A tentativa de reverter a condenação de 27 anos e três meses imposta ao ex-presidente Jair Bolsonaro (PL) terá um novo capítulo no Supremo Tribunal Federal (STF) entre os dias 5 e 15 de dezembro. A Segunda Turma da Corte analisará um agravo regimental apresentado por uma cidadã que, mesmo sem integrar a defesa oficial do ex-mandatário, protocolou um habeas corpus para tentar anular a decisão da Primeira Turma.
O pedido inicial foi rejeitado pelo ministro Dias Toffoli, em decisão assinada na última segunda-feira (17). Na avaliação do ministro, o fato de a autora não compor a equipe de advogados de Bolsonaro pode causar prejuízo às estratégias jurídicas adotadas pela defesa.
A autora do HC, porém, discordou e recorreu. Ela argumenta que o voto vencido do ministro Luiz Fux no julgamento da Primeira Turma apontaria “a incompetência absoluta do juízo”, o que, segundo sua análise, “retira a questão do campo do mero inconformismo e a insere na seara da teratologia jurídica”.
Com o recurso apresentado, o caso agora vai ao plenário virtual da Segunda Turma, integrada por Dias Toffoli, Gilmar Mendes, Luiz Fux, André Mendonça e Kassio Nunes Marques.
Apesar da nova etapa processual, as chances de êxito são consideradas mínimas. A jurisprudência do STF estabelece que não cabe habeas corpus contra decisões de um ministro, de uma turma ou do plenário da Corte — exatamente o cenário do caso envolvendo Bolsonaro.

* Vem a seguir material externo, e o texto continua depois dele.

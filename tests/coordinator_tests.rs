//! End-to-end coordinator scenarios, exercising the fan-out/fan-in pipeline
//! against in-memory `ClientWrapper`/`PersistenceReader`/`KnowledgeStore`
//! doubles rather than real providers.

use async_trait::async_trait;
use pmcopilot_core::core::agent::Agent;
use pmcopilot_core::core::client_wrapper::{ClientWrapper, Message, Role};
use pmcopilot_core::core::config::CoreConfig;
use pmcopilot_core::core::context_builder::{ContextBuilder, ContextInput};
use pmcopilot_core::core::coordinator::{CancellationToken, Coordinator, CoordinatorRequest};
use pmcopilot_core::core::event::NullEventHandler;
use pmcopilot_core::core::integration_agent::IntegrationAgent;
use pmcopilot_core::core::knowledge_agent::KnowledgeAgent;
use pmcopilot_core::core::metrics::MetricsCollector;
use pmcopilot_core::core::persistence::InMemoryStore;
use pmcopilot_core::core::provider_registry::{ProviderCredential, ProviderRegistry};
use pmcopilot_core::core::response_cache::ResponseCache;
use pmcopilot_core::core::types::{AgentRole, KnowledgeSnippet, Provider};
use std::collections::HashMap;
use std::sync::Arc;

struct EchoClient;

#[async_trait]
impl ClientWrapper for EchoClient {
    async fn send_message(
        &self,
        messages: &[Message],
    ) -> Result<Message, Box<dyn std::error::Error + Send + Sync>> {
        let last_user = messages
            .iter()
            .rev()
            .find(|m| m.role == Role::User)
            .map(|m| m.content.to_string())
            .unwrap_or_default();
        Ok(Message {
            role: Role::Assistant,
            content: std::sync::Arc::from(format!("synthesised: {}", last_user).as_str()),
        })
    }

    fn model_name(&self) -> &str {
        "echo"
    }
}

fn build_coordinator(store: Arc<InMemoryStore>) -> Coordinator {
    let registry = Arc::new(ProviderRegistry::new());
    registry.update_key(Provider::OpenAI, ProviderCredential::new("test-key".into()));
    registry.update_key(Provider::Claude, ProviderCredential::new("test-key".into()));
    registry.set_tier_override(pmcopilot_core::core::types::ModelTier::Fast, Arc::new(EchoClient));
    registry.set_tier_override(pmcopilot_core::core::types::ModelTier::Standard, Arc::new(EchoClient));
    registry.set_tier_override(pmcopilot_core::core::types::ModelTier::Premium, Arc::new(EchoClient));

    let cache = Arc::new(ResponseCache::new());
    let metrics = Arc::new(MetricsCollector::new());
    let config = CoreConfig::default();
    let context_builder = ContextBuilder::new(store.clone());

    let knowledge_base = Agent::new(
        AgentRole::Knowledge,
        Arc::new(EchoClient),
        pmcopilot_core::core::types::ModelTier::Fast,
        "Summarise knowledge.".into(),
        cache.clone(),
        metrics.clone(),
        config.clone(),
    );
    let knowledge_agent = KnowledgeAgent::new(knowledge_base, store.clone());

    let integration_base = Agent::new(
        AgentRole::Integration,
        Arc::new(EchoClient),
        pmcopilot_core::core::types::ModelTier::Fast,
        "Summarise integrations.".into(),
        cache.clone(),
        metrics.clone(),
        config.clone(),
    );
    let integration_agent = IntegrationAgent::new(integration_base, Vec::new());

    let mut prompts = HashMap::new();
    prompts.insert(AgentRole::Research, "You do market research.".to_string());
    prompts.insert(AgentRole::Ideation, "You generate product ideas.".to_string());

    Coordinator::new(
        registry,
        cache,
        metrics,
        config,
        context_builder,
        knowledge_agent,
        integration_agent,
        prompts,
    )
}

#[tokio::test]
async fn trivial_negative_short_circuits_with_no_agent_calls() {
    let store = Arc::new(InMemoryStore::new());
    let coordinator = build_coordinator(store);
    let request = CoordinatorRequest {
        query: "no".into(),
        explicit_role: None,
        context: ContextInput::default(),
    };
    let response = coordinator
        .handle(request, Arc::new(NullEventHandler), &CancellationToken::new())
        .await
        .unwrap();
    assert!(response.interactions.is_empty());
    assert!(response.content.to_lowercase().contains("hold off"));
}

#[tokio::test]
async fn market_research_fan_out_includes_knowledge_not_ideation() {
    let store = Arc::new(InMemoryStore::new());
    store.seed_knowledge(
        "p1",
        vec![KnowledgeSnippet {
            content: "market trends show saas growth in pricing tools".into(),
            metadata: Default::default(),
            score: 0.0,
        }],
    );
    let coordinator = build_coordinator(store);
    let request = CoordinatorRequest {
        query: "What are the market trends and competitive landscape?".into(),
        explicit_role: None,
        context: ContextInput {
            product_id: Some("p1".into()),
            phase_name: Some("Market Research".into()),
            ..Default::default()
        },
    };
    let response = coordinator
        .handle(request, Arc::new(NullEventHandler), &CancellationToken::new())
        .await
        .unwrap();
    assert!(response.interactions.iter().any(|i| i.to_role == AgentRole::Knowledge));
    assert!(response.content.starts_with("synthesised:"));
}

#[tokio::test]
async fn requirements_phase_excludes_ideation_headings() {
    let store = Arc::new(InMemoryStore::new());
    let coordinator = build_coordinator(store);
    let request = CoordinatorRequest {
        query: "What are the functional requirements?".into(),
        explicit_role: None,
        context: ContextInput {
            phase_id: Some("requirements".into()),
            ..Default::default()
        },
    };
    let response = coordinator
        .handle(request, Arc::new(NullEventHandler), &CancellationToken::new())
        .await
        .unwrap();
    assert!(!response
        .interactions
        .iter()
        .any(|i| i.to_role == AgentRole::Ideation));
}

#[tokio::test]
async fn explicit_role_request_is_honoured() {
    let store = Arc::new(InMemoryStore::new());
    let coordinator = build_coordinator(store);
    let request = CoordinatorRequest {
        query: "draft a plan".into(),
        explicit_role: Some(AgentRole::Ideation),
        context: ContextInput::default(),
    };
    let response = coordinator
        .handle(request, Arc::new(NullEventHandler), &CancellationToken::new())
        .await
        .unwrap();
    assert!(response.content.contains("draft a plan"));
}

#[tokio::test]
async fn cancelled_before_dispatch_returns_cancellation_error() {
    let store = Arc::new(InMemoryStore::new());
    let coordinator = build_coordinator(store);
    let token = CancellationToken::new();
    token.cancel();
    let request = CoordinatorRequest {
        query: "anything substantial to route".into(),
        explicit_role: None,
        context: ContextInput::default(),
    };
    let result = coordinator.handle(request, Arc::new(NullEventHandler), &token).await;
    assert!(result.is_err());
}

#[tokio::test]
async fn form_field_help_takes_the_fast_path_with_no_supporting_agents() {
    let store = Arc::new(InMemoryStore::new());
    let coordinator = build_coordinator(store);
    let request = CoordinatorRequest {
        query: "what should I put in this field?".into(),
        explicit_role: None,
        context: ContextInput {
            phase_id: Some("requirements".into()),
            current_field: Some("acceptance_criteria".into()),
            ..Default::default()
        },
    };
    let response = coordinator
        .handle(request, Arc::new(NullEventHandler), &CancellationToken::new())
        .await
        .unwrap();
    assert!(response.interactions.is_empty());
    assert!(response.content.starts_with("synthesised:"));
}
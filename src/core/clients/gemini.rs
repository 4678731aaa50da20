//! Google Gemini client wrapper routed through the OpenAI-compatible surface.
//!
//! The `GeminiClient` connects to Google's Generative Language (Gemini) API
//! using the same `openai_rust2` transport and message structures used by
//! the rest of the clients in this module.
//!
//! # Example
//!
//! ```rust,no_run
//! use std::sync::Arc;
//!
//! use pmcopilot_core::core::client_wrapper::{ClientWrapper, Message, Role};
//! use pmcopilot_core::core::clients::gemini::{GeminiClient, Model};
//!
//! #[tokio::main]
//! async fn main() -> Result<(), Box<dyn std::error::Error + Send + Sync>> {
//!     let key = std::env::var("GEMINI_API_KEY")?;
//!     let client = GeminiClient::new_with_model_enum(&key, Model::Gemini20Flash);
//!     let reply = client
//!         .send_message(&[Message {
//!             role: Role::User,
//!             content: Arc::<str>::from("What industries benefit most from Gemini?"),
//!         }])
//!         .await?;
//!     println!("{}", reply.content);
//!     Ok(())
//! }
//! ```

use crate::core::client_wrapper::{ClientWrapper, Message, Role, TokenUsage};
use crate::core::clients::common::{get_shared_http_client, send_and_track};
use async_trait::async_trait;
use openai_rust::chat;
use openai_rust2 as openai_rust;
use std::error::Error;
use std::sync::Arc;
use tokio::sync::Mutex;

/// Gemini model identifiers exposed through the compatibility layer.
pub enum Model {
    /// `gemini-2.0-flash-lite-001` – lowest latency Gemini tier. The default Fast-tier model.
    Gemini20FlashLite001,
    /// `gemini-2.0-flash` – balanced throughput and quality. The default Standard-tier model.
    Gemini20Flash,
    /// `gemini-2.5-pro` – highest quality reasoning tier. The default Premium-tier model.
    Gemini25Pro,
}

/// Convert a [`Model`] variant into the string identifier expected by the Gemini endpoint.
fn model_to_string(model: Model) -> String {
    match model {
        Model::Gemini20FlashLite001 => "gemini-2.0-flash-lite-001".to_string(),
        Model::Gemini20Flash => "gemini-2.0-flash".to_string(),
        Model::Gemini25Pro => "gemini-2.5-pro".to_string(),
    }
}

/// Client wrapper for Google Gemini (Generative Language) chat-style endpoints.
pub struct GeminiClient {
    /// Underlying OpenAI compatible client pointed at the Gemini base URL.
    client: openai_rust::Client,
    /// Model identifier used for subsequent requests.
    model: String,
    /// Storage for the most recent token usage report.
    token_usage: Mutex<Option<TokenUsage>>,
}

impl GeminiClient {
    /// Construct a client using the default Gemini base URL and an explicit model name.
    pub fn new_with_model_string(secret_key: &str, model_name: &str) -> Self {
        Self::new_with_base_url(
            secret_key,
            model_name,
            "https://generativelanguage.googleapis.com/v1beta",
        )
    }

    /// Construct a client from an API key and [`Model`] variant.
    pub fn new_with_model_enum(secret_key: &str, model: Model) -> Self {
        Self::new_with_model_string(secret_key, &model_to_string(model))
    }

    /// Construct a client targeting a custom Gemini-compatible base URL.
    ///
    /// `base_url` should not have a trailing slash.
    pub fn new_with_base_url(secret_key: &str, model_name: &str, base_url: &str) -> Self {
        let base_url_normalized = base_url.trim_end_matches('/');
        GeminiClient {
            client: openai_rust::Client::new_with_client_and_base_url(
                secret_key,
                get_shared_http_client().clone(),
                &format!("{}/", base_url_normalized),
            ),
            model: model_name.to_string(),
            token_usage: Mutex::new(None),
        }
    }

    /// Variant of [`GeminiClient::new_with_base_url`] that accepts a strongly typed [`Model`].
    pub fn new_with_base_url_and_model_enum(secret_key: &str, model: Model, base_url: &str) -> Self {
        Self::new_with_base_url(secret_key, &model_to_string(model), base_url)
    }
}

#[async_trait]
impl ClientWrapper for GeminiClient {
    fn model_name(&self) -> &str {
        &self.model
    }

    async fn send_message(&self, messages: &[Message]) -> Result<Message, Box<dyn Error + Send + Sync>> {
        let mut formatted_messages = Vec::with_capacity(messages.len());
        for msg in messages {
            formatted_messages.push(chat::Message {
                role: match msg.role {
                    Role::System => "system".to_owned(),
                    Role::User => "user".to_owned(),
                    Role::Assistant => "assistant".to_owned(),
                },
                content: msg.content.to_string(),
            });
        }

        let result = send_and_track(
            &self.client,
            &self.model,
            formatted_messages,
            Some("/v1beta/chat/completions".to_string()),
            &self.token_usage,
        )
        .await;

        match result {
            Ok(content) => Ok(Message {
                role: Role::Assistant,
                content: Arc::from(content.as_str()),
            }),
            Err(err) => {
                log::error!("GeminiClient::send_message error: {}", err);
                Err(err)
            }
        }
    }

    fn usage_slot(&self) -> Option<&Mutex<Option<TokenUsage>>> {
        Some(&self.token_usage)
    }
}
impl Agent {
    pub fn new(
        role: AgentRole,
        client: Arc<dyn ClientWrapper>,
        tier: ModelTier,
        base_system_prompt: String,
        cache: Arc<ResponseCache>,
        metrics: Arc<MetricsCollector>,
        config: CoreConfig,
    ) -> Self {
        Agent {
            role,
            client,
            tier,
            base_system_prompt,
            cache,
            metrics,
            config,
        }
    }

    pub fn role(&self) -> AgentRole {
        self.role
    }

    /// Render the system prompt for this role: name the role, then append
    /// the caller-supplied base prompt.
    fn render_system_prompt(&self, context: &RequestContext) -> String {
        let mut rendered = format!("You are the {} agent.\n", self.role);
        if let Some(phase) = &context.phase_name {
            rendered.push_str(&format!("Current phase: {}.\n", phase));
        }
        rendered.push_str(&self.base_system_prompt);
        rendered
    }

    /// Keep only the last `max_history_runs` turns, and append a compact
    /// summary marker for anything older than that window, rather than
    /// replaying the full history on every call.
    fn compact_history(&self, history: &[AgentMessage]) -> Vec<Message> {
        let keep = self.config.max_history_runs;
        let mut compacted = Vec::new();
        if history.len() > keep {
            let dropped = history.len() - keep;
            compacted.push(Message {
                role: Role::System,
                content: std::sync::Arc::from(
                    format!("[{} earlier turns omitted for brevity]", dropped).as_str(),
                ),
            });
        }
        let tail_start = history.len().saturating_sub(keep);
        for msg in &history[tail_start..] {
            compacted.push(Message {
                role: msg.role.into(),
                content: msg.content.clone(),
            });
        }
        compacted
    }

    /// Strip low-value filler prefixes and cap length. Long requests are
    /// truncated to 800 characters; truncation always happens at a
    /// whitespace boundary so words are never split mid-token.
    fn rewrite_query(&self, raw: &str) -> String {
        const LOW_VALUE_PREFIXES: &[&str] = &["please ", "can you ", "i would like you to ", "i want you to "];
        let mut rewritten = raw.trim().to_string();
        let lowered = rewritten.to_lowercase();
        for prefix in LOW_VALUE_PREFIXES {
            if lowered.starts_with(prefix) {
                rewritten = rewritten[prefix.len()..].to_string();
                break;
            }
        }
        truncate_at_boundary(&rewritten, 800)
    }

    /// Build the full message vector sent to the provider: system prompt,
    /// compacted history, knowledge/integration snippets folded into a
    /// single context message, then the rewritten user query.
    fn build_messages(&self, query: &str, context: &RequestContext) -> Vec<Message> {
        let mut messages = vec![Message {
            role: Role::System,
            content: std::sync::Arc::from(self.render_system_prompt(context).as_str()),
        }];
        messages.extend(self.compact_history(&context.conversation_history));

        if !context.knowledge_snippets.is_empty() || !context.integration_snippets.is_empty() {
            let mut context_block = String::from("Relevant context:\n");
            for snippet in &context.knowledge_snippets {
                context_block.push_str("- ");
                context_block.push_str(&truncate_at_boundary(&snippet.content, 500));
                context_block.push('\n');
            }
            for snippet in &context.integration_snippets {
                context_block.push_str("- [");
                context_block.push_str(&snippet.source);
                context_block.push_str("] ");
                context_block.push_str(&truncate_at_boundary(&snippet.content, 500));
                context_block.push('\n');
            }
            messages.push(Message {
                role: Role::System,
                content: std::sync::Arc::from(context_block.as_str()),
            });
        }

        messages.push(Message {
            role: Role::User,
            content: std::sync::Arc::from(self.rewrite_query(query).as_str()),
        });
        messages
    }

    fn context_fingerprint(&self, context: &RequestContext) -> String {
        let mut fingerprint = String::new();
        for (key, value) in &context.form_data {
            fingerprint.push_str(key);
            fingerprint.push('=');
            fingerprint.push_str(value);
            fingerprint.push(';');
        }
        for snippet in &context.knowledge_snippets {
            fingerprint.push_str(&snippet.content);
            fingerprint.push(';');
        }
        fingerprint
    }

    fn history_fingerprint(&self, context: &RequestContext) -> String {
        context
            .conversation_history
            .iter()
            .map(|m| m.content.as_ref())
            .collect::<Vec<_>>()
            .join("|")
    }

    /// Live cache lookup as a fully-formed [`AgentResponse`], or `None` on a
    /// miss or when caching is disabled for this agent's config.
    fn cached_hit(&self, cache_key: &CacheKey) -> Option<AgentResponse> {
        if !self.config.cache_enabled {
            return None;
        }
        self.cache.get(cache_key).map(|cached| {
            let mut metadata = cached.metadata;
            metadata.cache_hit = true;
            AgentResponse {
                content: cached.content,
                metadata,
            }
        })
    }

    /// Build the final [`ResponseMetadata`], record the call, and populate
    /// the cache. Shared by [`Agent::process`] and [`Agent::process_with_sink`]
    /// so both pipelines record identical metrics/cache entries regardless
    /// of whether the reply arrived as one block or as streamed chunks.
    fn finalize(
        &self,
        start: Instant,
        query: &str,
        context: &RequestContext,
        cache_key: CacheKey,
        content: String,
        usage: Option<TokenUsage>,
    ) -> AgentResponse {
        let metadata = ResponseMetadata {
            processing_time_ms: start.elapsed().as_millis() as u64,
            input_tokens: usage.as_ref().map(|u| u.input_tokens).unwrap_or(0),
            output_tokens: usage.as_ref().map(|u| u.output_tokens).unwrap_or(0),
            cache_hit: false,
            tool_calls: 0,
            system_context: None,
            system_prompt: Some(self.render_system_prompt(context)),
            user_prompt: Some(query.to_string()),
            rag_context: None,
            partial: false,
        };

        self.metrics.record_call(
            self.role,
            CallRecord {
                time_ms: metadata.processing_time_ms,
                cache_hit: false,
                tool_calls: 0,
                input_tokens: metadata.input_tokens,
                output_tokens: metadata.output_tokens,
            },
        );

        if self.config.cache_enabled {
            self.cache.set(
                cache_key,
                self.role,
                content.clone(),
                metadata.clone(),
                self.config.cache_ttl_seconds,
            );
        }

        AgentResponse { content, metadata }
    }

    /// Run the full pipeline: cache probe, invocation with a hard timeout,
    /// response-length enforcement, metrics recording, and cache population.
    pub async fn process(
        &self,
        query: &str,
        context: &RequestContext,
    ) -> Result<AgentResponse, CoreError> {
        let start = Instant::now();

        let cache_key = compute_cache_key(
            self.role,
            self.tier,
            query,
            &self.context_fingerprint(context),
            &self.history_fingerprint(context),
        );

        if let Some(hit) = self.cached_hit(&cache_key) {
            self.metrics.record_call(
                self.role,
                CallRecord {
                    time_ms: start.elapsed().as_millis() as u64,
                    cache_hit: true,
                    ..Default::default()
                },
            );
            return Ok(hit);
        }

        let messages = self.build_messages(query, context);

        let timeout = self.config.agent_response_timeout();
        let invocation = tokio::time::timeout(timeout, self.client.send_message(&messages)).await;

        let reply = match invocation {
            Ok(Ok(reply)) => reply,
            Ok(Err(err)) => {
                return Err(CoreError::PartialSynthesis {
                    agent: self.role,
                    cause: err.to_string(),
                })
            }
            Err(_) => {
                return Err(CoreError::AgentTimeout {
                    agent: self.role,
                    timeout_seconds: timeout.as_secs(),
                })
            }
        };

        let content = enforce_response_length(reply.content.as_ref(), context.response_length);
        let usage = self.client.get_last_usage().await;

        Ok(self.finalize(start, query, context, cache_key, content, usage))
    }

    /// Same pipeline as [`Agent::process`], but emits [`StreamEvent::AgentStart`],
    /// one or more [`StreamEvent::AgentChunk`]s, and [`StreamEvent::AgentComplete`]
    /// through `sink` as the call progresses. Attempts
    /// [`ClientWrapper::send_message_stream`] first for genuine per-token
    /// chunks; clients that inherit the trait's default `Ok(None)` fall back
    /// to a single full-text chunk once the reply arrives. `internal` marks
    /// the emitted events as belonging to a supporting agent rather than the
    /// primary synthesis call.
    pub async fn process_with_sink(
        &self,
        query: &str,
        context: &RequestContext,
        sink: &EventSink,
        internal: bool,
    ) -> Result<AgentResponse, CoreError> {
        let start = Instant::now();

        sink.emit(StreamEvent::AgentStart {
            seq: sink.next_seq(),
            agent: self.role,
            query: query.to_string(),
            progress: 0.0,
            internal,
            timestamp: Utc::now(),
        })
        .await;

        let cache_key = compute_cache_key(
            self.role,
            self.tier,
            query,
            &self.context_fingerprint(context),
            &self.history_fingerprint(context),
        );

        if let Some(hit) = self.cached_hit(&cache_key) {
            self.metrics.record_call(
                self.role,
                CallRecord {
                    time_ms: start.elapsed().as_millis() as u64,
                    cache_hit: true,
                    ..Default::default()
                },
            );
            sink.emit(StreamEvent::AgentChunk {
                seq: sink.next_seq(),
                agent: self.role,
                chunk: hit.content.clone(),
                progress: 1.0,
                timestamp: Utc::now(),
            })
            .await;
            sink.emit(StreamEvent::AgentComplete {
                seq: sink.next_seq(),
                agent: self.role,
                response: hit.content.clone(),
                metadata: hit.metadata.clone(),
                internal,
                timestamp: Utc::now(),
            })
            .await;
            return Ok(hit);
        }

        let messages = self.build_messages(query, context);
        let timeout = self.config.agent_response_timeout();

        let (content, usage) = match tokio::time::timeout(timeout, self.client.send_message_stream(&messages)).await {
            Ok(Ok(Some(mut stream))) => {
                let mut buffer = String::new();
                while let Some(next) = stream.next().await {
                    let chunk = next.map_err(|err| CoreError::PartialSynthesis {
                        agent: self.role,
                        cause: err.to_string(),
                    })?;
                    if !chunk.content.is_empty() {
                        buffer.push_str(&chunk.content);
                        sink.emit(StreamEvent::AgentChunk {
                            seq: sink.next_seq(),
                            agent: self.role,
                            chunk: chunk.content,
                            progress: 0.5,
                            timestamp: Utc::now(),
                        })
                        .await;
                    }
                }
                let content = enforce_response_length(&buffer, context.response_length);
                (content, self.client.get_last_usage().await)
            }
            Ok(Ok(None)) => {
                let content = self.send_once(&messages, timeout, context.response_length).await?;
                sink.emit(StreamEvent::AgentChunk {
                    seq: sink.next_seq(),
                    agent: self.role,
                    chunk: content.clone(),
                    progress: 1.0,
                    timestamp: Utc::now(),
                })
                .await;
                (content, self.client.get_last_usage().await)
            }
            Ok(Err(err)) => {
                return Err(CoreError::PartialSynthesis {
                    agent: self.role,
                    cause: err.to_string(),
                })
            }
            Err(_) => {
                return Err(CoreError::AgentTimeout {
                    agent: self.role,
                    timeout_seconds: timeout.as_secs(),
                })
            }
        };

        let response = self.finalize(start, query, context, cache_key, content, usage);
        sink.emit(StreamEvent::AgentComplete {
            seq: sink.next_seq(),
            agent: self.role,
            response: response.content.clone(),
            metadata: response.metadata.clone(),
            internal,
            timestamp: Utc::now(),
        })
        .await;
        Ok(response)
    }

    /// Non-streaming fallback shared by [`Agent::process_with_sink`] when the
    /// client has no streaming support of its own.
    async fn send_once(
        &self,
        messages: &[Message],
        timeout: std::time::Duration,
        response_length: ResponseLength,
    ) -> Result<String, CoreError> {
        let invocation = tokio::time::timeout(timeout, self.client.send_message(messages)).await;
        let reply = match invocation {
            Ok(Ok(reply)) => reply,
            Ok(Err(err)) => {
                return Err(CoreError::PartialSynthesis {
                    agent: self.role,
                    cause: err.to_string(),
                })
            }
            Err(_) => {
                return Err(CoreError::AgentTimeout {
                    agent: self.role,
                    timeout_seconds: timeout.as_secs(),
                })
            }
        };
        Ok(enforce_response_length(reply.content.as_ref(), response_length))
    }
}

O ex-presidente foi condenado pela Primeira Turma do STF pelos crimes de golpe de Estado, abolição do Estado Democrático de Direito, organização criminosa, dano qualificado e deterioração de patrimônio tombado. A decisão está relacionada à tentativa de ruptura institucional que culminou nos ataques de 8 de janeiro de 2023.